WHAT IS BEING ASKED — Word for word, restate each of the records below.

----

// SPDX-License-Identifier: BUSL-1.1
// Copyright (c) 2026 Alfred Jean LLC

//! The engine: shared dependencies, the commit path, and the event publisher.

use crate::connection::CloudDiscovery;
use crate::registry::WorkerRegistry;
use crate::verify::{NoopTicketingClient, TicketingClient};
use parking_lot::Mutex;
use remedy_bus::{BusError, IdempotencyStore, StreamBus, StreamConfig};
use remedy_connectors::{ConnectorError, Connectors};
use remedy_core::{
    iso8601_utc, sanitize_value, Clock, CoreError, Event, EventEnvelope, ExecutionEvent, Metrics,
    SessionEventKind, SessionId, SessionStatus,
};
use remedy_storage::{AuditSink, MaterializedState, Wal, WalError};
use serde_json::Value;
use std::sync::Arc;
use std::time::Duration;
use thiserror::Error;

/// Fixed per-step connector timeout.
pub(crate) const STEP_TIMEOUT: Duration = Duration::from_secs(30);
/// Fixed timeout for each rollback command.
pub(crate) const ROLLBACK_TIMEOUT: Duration = Duration::from_secs(30);

/// Engine failures, mapped by outer surfaces onto the shared taxonomy.
#[derive(Debug, Error)]
pub enum EngineError {
    #[error(transparent)]
    Core(#[from] CoreError),

    #[error("stream bus unavailable: {0}")]
    Bus(#[from] BusError),

    #[error("wal error: {0}")]
    Wal(#[from] WalError),

    #[error(transparent)]
    Connector(#[from] ConnectorError),
}

impl EngineError {
    pub fn not_found(what: impl Into<String>) -> Self {
        EngineError::Core(CoreError::NotFound(what.into()))
    }

    pub fn conflict(what: impl Into<String>) -> Self {
        EngineError::Core(CoreError::Conflict(what.into()))
    }

    pub fn validation(what: impl Into<String>) -> Self {
        EngineError::Core(CoreError::Validation(what.into()))
    }
}

/// Shared dependencies handed to the engine at construction.
pub struct EngineDeps<C: Clock> {
    pub state: Arc<Mutex<MaterializedState>>,
    pub wal: Arc<Mutex<Wal>>,
    pub bus: Arc<dyn StreamBus>,
    pub idempotency: Arc<dyn IdempotencyStore>,
    pub audit: Arc<AuditSink<C>>,
    pub metrics: Arc<Metrics>,
    pub streams: StreamConfig,
    pub clock: C,
}

/// Execution orchestration engine.
pub struct Engine<C: Clock> {
    pub(crate) state: Arc<Mutex<MaterializedState>>,
    pub(crate) wal: Arc<Mutex<Wal>>,
    pub(crate) bus: Arc<dyn StreamBus>,
    pub(crate) idempotency: Arc<dyn IdempotencyStore>,
    pub(crate) audit: Arc<AuditSink<C>>,
    pub(crate) metrics: Arc<Metrics>,
    pub(crate) streams: StreamConfig,
    pub(crate) clock: C,
    pub(crate) connectors: Connectors,
    pub(crate) registry: WorkerRegistry<C>,
    pub(crate) ticketing: Arc<dyn TicketingClient>,
    pub(crate) discovery: Option<Arc<dyn CloudDiscovery>>,
}

impl<C: Clock> Engine<C> {
    pub fn new(deps: EngineDeps<C>) -> Self {
        let registry = WorkerRegistry::new(Duration::from_secs(60), deps.clock.clone());
        let connectors = Connectors::with_metrics(Arc::clone(&deps.metrics));
        Self {
            state: deps.state,
            wal: deps.wal,
            bus: deps.bus,
            idempotency: deps.idempotency,
            audit: deps.audit,
            metrics: deps.metrics,
            streams: deps.streams,
            clock: deps.clock,
            connectors,
            registry,
            ticketing: Arc::new(NoopTicketingClient),
            discovery: None,
        }
    }

    /// Swap in the external ticketing push client.
    pub fn with_ticketing_client(mut self, client: Arc<dyn TicketingClient>) -> Self {
        self.ticketing = client;
        self
    }

    /// Attach a cloud discovery collaborator for connection resolution.
    pub fn with_cloud_discovery(mut self, discovery: Arc<dyn CloudDiscovery>) -> Self {
        self.discovery = Some(discovery);
        self
    }

    pub fn state(&self) -> Arc<Mutex<MaterializedState>> {
        Arc::clone(&self.state)
    }

    pub fn metrics(&self) -> Arc<Metrics> {
        Arc::clone(&self.metrics)
    }

    pub fn registry(&self) -> &WorkerRegistry<C> {
        &self.registry
    }

    pub fn clock(&self) -> &C {
        &self.clock
    }

    pub fn streams(&self) -> &StreamConfig {
        &self.streams
    }

    /// Create the orchestrator consumer group on the result and dead-letter
    /// streams. Idempotent; called once at process start.
    pub async fn bootstrap_groups(&self) -> Result<(), EngineError> {
        for stream in [&self.streams.result, &self.streams.dead_letter] {
            self.bus.ensure_group(stream, &self.streams.orchestrator_group).await?;
        }
        Ok(())
    }

    /// Apply a state event and append it durably to the WAL.
    pub(crate) fn commit(&self, event: Event) -> Result<(), EngineError> {
        {
            let mut state = self.state.lock();
            state.apply_event(&event);
        }
        let mut wal = self.wal.lock();
        wal.append(&event)?;
        wal.flush()?;
        Ok(())
    }

    /// Record a session status change, emitting the transition metric and a
    /// `session.state.transition` event.
    pub(crate) async fn transition_session(
        &self,
        session_id: SessionId,
        to: SessionStatus,
        completed_at_ms: Option<u64>,
        total_duration_minutes: Option<u64>,
    ) -> Result<(), EngineError> {
        let from = {
            let state = self.state.lock();
            state.sessions.get(&session_id).map(|s| s.status)
        };
        let Some(from) = from else {
            return Err(EngineError::not_found(format!("execution session {session_id}")));
        };
        if from == to {
            return Ok(());
        }

        self.commit(Event::SessionStatusChanged {
            id: session_id,
            status: to,
            completed_at_ms,
            total_duration_minutes,
        })?;
        self.metrics.record_state_transition(&from.to_string(), &to.to_string());
        self.publish_event(
            session_id,
            SessionEventKind::StateTransition,
            serde_json::json!({"from": from.to_string(), "to": to.to_string()}),
            None,
        )
        .await?;
        Ok(())
    }

    /// Persist an execution event and fan it out on the events stream.
    ///
    /// The payload is sanitized before it leaves the engine; the audit
    /// append is best-effort.
    pub(crate) async fn publish_event(
        &self,
        session_id: SessionId,
        kind: SessionEventKind,
        payload: Value,
        step_number: Option<u32>,
    ) -> Result<String, EngineError> {
        let sanitized = sanitize_value(&payload);
        let now_ms = self.clock.epoch_ms();
        let envelope = EventEnvelope {
            event: kind,
            session_id,
            step_number,
            payload: sanitized,
            timestamp: iso8601_utc(now_ms),
        };

        let event_id = {
            let state = self.state.lock();
            state.next_event_id(&session_id)
        };

        let stream_id = if self.streams.orchestration_enabled {
            let envelope_value = serde_json::to_value(&envelope)
                .map_err(|e| EngineError::validation(e.to_string()))?;
            self.bus
                .publish(
                    &self.streams.events,
                    &envelope_value,
                    Some(self.streams.default_maxlen),
                    true,
                )
                .await?
                .to_string()
        } else {
            // Stream publishing disabled: synthesize a per-session id so the
            // at-most-once invariant still holds.
            format!("0-{event_id}")
        };

        let event = ExecutionEvent {
            id: event_id,
            session_id,
            step_number,
            kind,
            envelope: envelope.clone(),
            stream_id: stream_id.clone(),
            created_at_ms: now_ms,
        };
        self.commit(Event::EventRecorded { event })?;

        if let Err(error) = self
            .audit
            .record_event(
                session_id,
                &kind.to_string(),
                &serde_json::to_value(&envelope).unwrap_or(Value::Null),
            )
            .await
        {
            tracing::warn!(session = %session_id, %error, "audit append failed");
        }

        Ok(stream_id)
    }
}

----

REPLY TO THE TASK —
// SPDX-License-Identifier: BUSL-1.1
// Copyright (c) 2026 Alfred Jean LLC

//! The engine: shared dependencies, the commit path, and the event publisher.

use crate::connection::CloudDiscovery;
use crate::registry::WorkerRegistry;
use crate::verify::{NoopTicketingClient, TicketingClient};
use parking_lot::Mutex;
use remedy_bus::{BusError, IdempotencyStore, StreamBus, StreamConfig};
use remedy_connectors::{ConnectorError, Connectors};
use remedy_core::{
    iso8601_utc, sanitize_value, Clock, CoreError, Event, EventEnvelope, ExecutionEvent, Metrics,
    SessionEventKind, SessionId, SessionStatus,
};
use remedy_storage::{AuditSink, MaterializedState, Wal, WalError};
use serde_json::Value;
use std::sync::Arc;
use std::time::Duration;
use thiserror::Error;

/// Fixed per-step connector timeout.
pub(crate) const STEP_TIMEOUT: Duration = Duration::from_secs(30);
/// Fixed timeout for each rollback command.
pub(crate) const ROLLBACK_TIMEOUT: Duration = Duration::from_secs(30);

/// Engine failures, mapped by outer surfaces onto the shared taxonomy.
#[derive(Debug, Error)]
pub enum EngineError {
    #[error(transparent)]
    Core(#[from] CoreError),

    #[error("stream bus unavailable: {0}")]
    Bus(#[from] BusError),

    #[error("wal error: {0}")]
    Wal(#[from] WalError),

    #[error(transparent)]
    Connector(#[from] ConnectorError),
}

impl EngineError {
    pub fn not_found(what: impl Into<String>) -> Self {
        EngineError::Core(CoreError::NotFound(what.into()))
    }

    pub fn conflict(what: impl Into<String>) -> Self {
        EngineError::Core(CoreError::Conflict(what.into()))
    }

    pub fn validation(what: impl Into<String>) -> Self {
        EngineError::Core(CoreError::Validation(what.into()))
    }
}

/// Shared dependencies handed to the engine at construction.
pub struct EngineDeps<C: Clock> {
    pub state: Arc<Mutex<MaterializedState>>,
    pub wal: Arc<Mutex<Wal>>,
    pub bus: Arc<dyn StreamBus>,
    pub idempotency: Arc<dyn IdempotencyStore>,
    pub audit: Arc<AuditSink<C>>,
    pub metrics: Arc<Metrics>,
    pub streams: StreamConfig,
    pub clock: C,
}

/// Execution orchestration engine.
pub struct Engine<C: Clock> {
    pub(crate) state: Arc<Mutex<MaterializedState>>,
    pub(crate) wal: Arc<Mutex<Wal>>,
    pub(crate) bus: Arc<dyn StreamBus>,
    pub(crate) idempotency: Arc<dyn IdempotencyStore>,
    pub(crate) audit: Arc<AuditSink<C>>,
    pub(crate) metrics: Arc<Metrics>,
    pub(crate) streams: StreamConfig,
    pub(crate) clock: C,
    pub(crate) connectors: Connectors,
    pub(crate) registry: WorkerRegistry<C>,
    pub(crate) ticketing: Arc<dyn TicketingClient>,
    pub(crate) discovery: Option<Arc<dyn CloudDiscovery>>,
}

impl<C: Clock> Engine<C> {
    pub fn new(deps: EngineDeps<C>) -> Self {
        let registry = WorkerRegistry::new(Duration::from_secs(60), deps.clock.clone());
        let connectors = Connectors::with_metrics(Arc::clone(&deps.metrics));
        Self {
            state: deps.state,
            wal: deps.wal,
            bus: deps.bus,
            idempotency: deps.idempotency,
            audit: deps.audit,
            metrics: deps.metrics,
            streams: deps.streams,
            clock: deps.clock,
            connectors,
            registry,
            ticketing: Arc::new(NoopTicketingClient),
            discovery: None,
        }
    }

    /// Swap in the external ticketing push client.
    pub fn with_ticketing_client(mut self, client: Arc<dyn TicketingClient>) -> Self {
        self.ticketing = client;
        self
    }

    /// Attach a cloud discovery collaborator for connection resolution.
    pub fn with_cloud_discovery(mut self, discovery: Arc<dyn CloudDiscovery>) -> Self {
        self.discovery = Some(discovery);
        self
    }

    pub fn state(&self) -> Arc<Mutex<MaterializedState>> {
        Arc::clone(&self.state)
    }

    pub fn metrics(&self) -> Arc<Metrics> {
        Arc::clone(&self.metrics)
    }

    pub fn registry(&self) -> &WorkerRegistry<C> {
        &self.registry
    }

    pub fn clock(&self) -> &C {
        &self.clock
    }

    pub fn streams(&self) -> &StreamConfig {
        &self.streams
    }

    /// Create the orchestrator consumer group on the result and dead-letter
    /// streams. Idempotent; called once at process start.
    pub async fn bootstrap_groups(&self) -> Result<(), EngineError> {
        for stream in [&self.streams.result, &self.streams.dead_letter] {
            self.bus.ensure_group(stream, &self.streams.orchestrator_group).await?;
        }
        Ok(())
    }

    /// Apply a state event and append it durably to the WAL.
    pub(crate) fn commit(&self, event: Event) -> Result<(), EngineError> {
        {
            let mut state = self.state.lock();
            state.apply_event(&event);
        }
        let mut wal = self.wal.lock();
        wal.append(&event)?;
        wal.flush()?;
        Ok(())
    }

    /// Record a session status change, emitting the transition metric and a
    /// `session.state.transition` event.
    pub(crate) async fn transition_session(
        &self,
        session_id: SessionId,
        to: SessionStatus,
        completed_at_ms: Option<u64>,
        total_duration_minutes: Option<u64>,
    ) -> Result<(), EngineError> {
        let from = {
            let state = self.state.lock();
            state.sessions.get(&session_id).map(|s| s.status)
        };
        let Some(from) = from else {
            return Err(EngineError::not_found(format!("execution session {session_id}")));
        };
        if from == to {
            return Ok(());
        }

        self.commit(Event::SessionStatusChanged {
            id: session_id,
            status: to,
            completed_at_ms,
            total_duration_minutes,
        })?;
        self.metrics.record_state_transition(&from.to_string(), &to.to_string());
        self.publish_event(
            session_id,
            SessionEventKind::StateTransition,
            serde_json::json!({"from": from.to_string(), "to": to.to_string()}),
            None,
        )
        .await?;
        Ok(())
    }

    /// Persist an execution event and fan it out on the events stream.
    ///
    /// The payload is sanitized before it leaves the engine; the audit
    /// append is best-effort.
    pub(crate) async fn publish_event(
        &self,
        session_id: SessionId,
        kind: SessionEventKind,
        payload: Value,
        step_number: Option<u32>,
    ) -> Result<String, EngineError> {
        let sanitized = sanitize_value(&payload);
        let now_ms = self.clock.epoch_ms();
        let envelope = EventEnvelope {
            event: kind,
            session_id,
            step_number,
            payload: sanitized,
            timestamp: iso8601_utc(now_ms),
        };

        let event_id = {
            let state = self.state.lock();
            state.next_event_id(&session_id)
        };

        let stream_id = if self.streams.orchestration_enabled {
            let envelope_value = serde_json::to_value(&envelope)
                .map_err(|e| EngineError::validation(e.to_string()))?;
            self.bus
                .publish(
                    &self.streams.events,
                    &envelope_value,
                    Some(self.streams.default_maxlen),
                    true,
                )
                .await?
                .to_string()
        } else {
            // Stream publishing disabled: synthesize a per-session id so the
            // at-most-once invariant still holds.
            format!("0-{event_id}")
        };

        let event = ExecutionEvent {
            id: event_id,
            session_id,
            step_number,
            kind,
            envelope: envelope.clone(),
            stream_id: stream_id.clone(),
            created_at_ms: now_ms,
        };
        self.commit(Event::EventRecorded { event })?;

        if let Err(error) = self
            .audit
            .record_event(
                session_id,
                &kind.to_string(),
                &serde_json::to_value(&envelope).unwrap_or(Value::Null),
            )
            .await
        {
            tracing::warn!(session = %session_id, %error, "audit append failed");
        }

        Ok(stream_id)
    }
}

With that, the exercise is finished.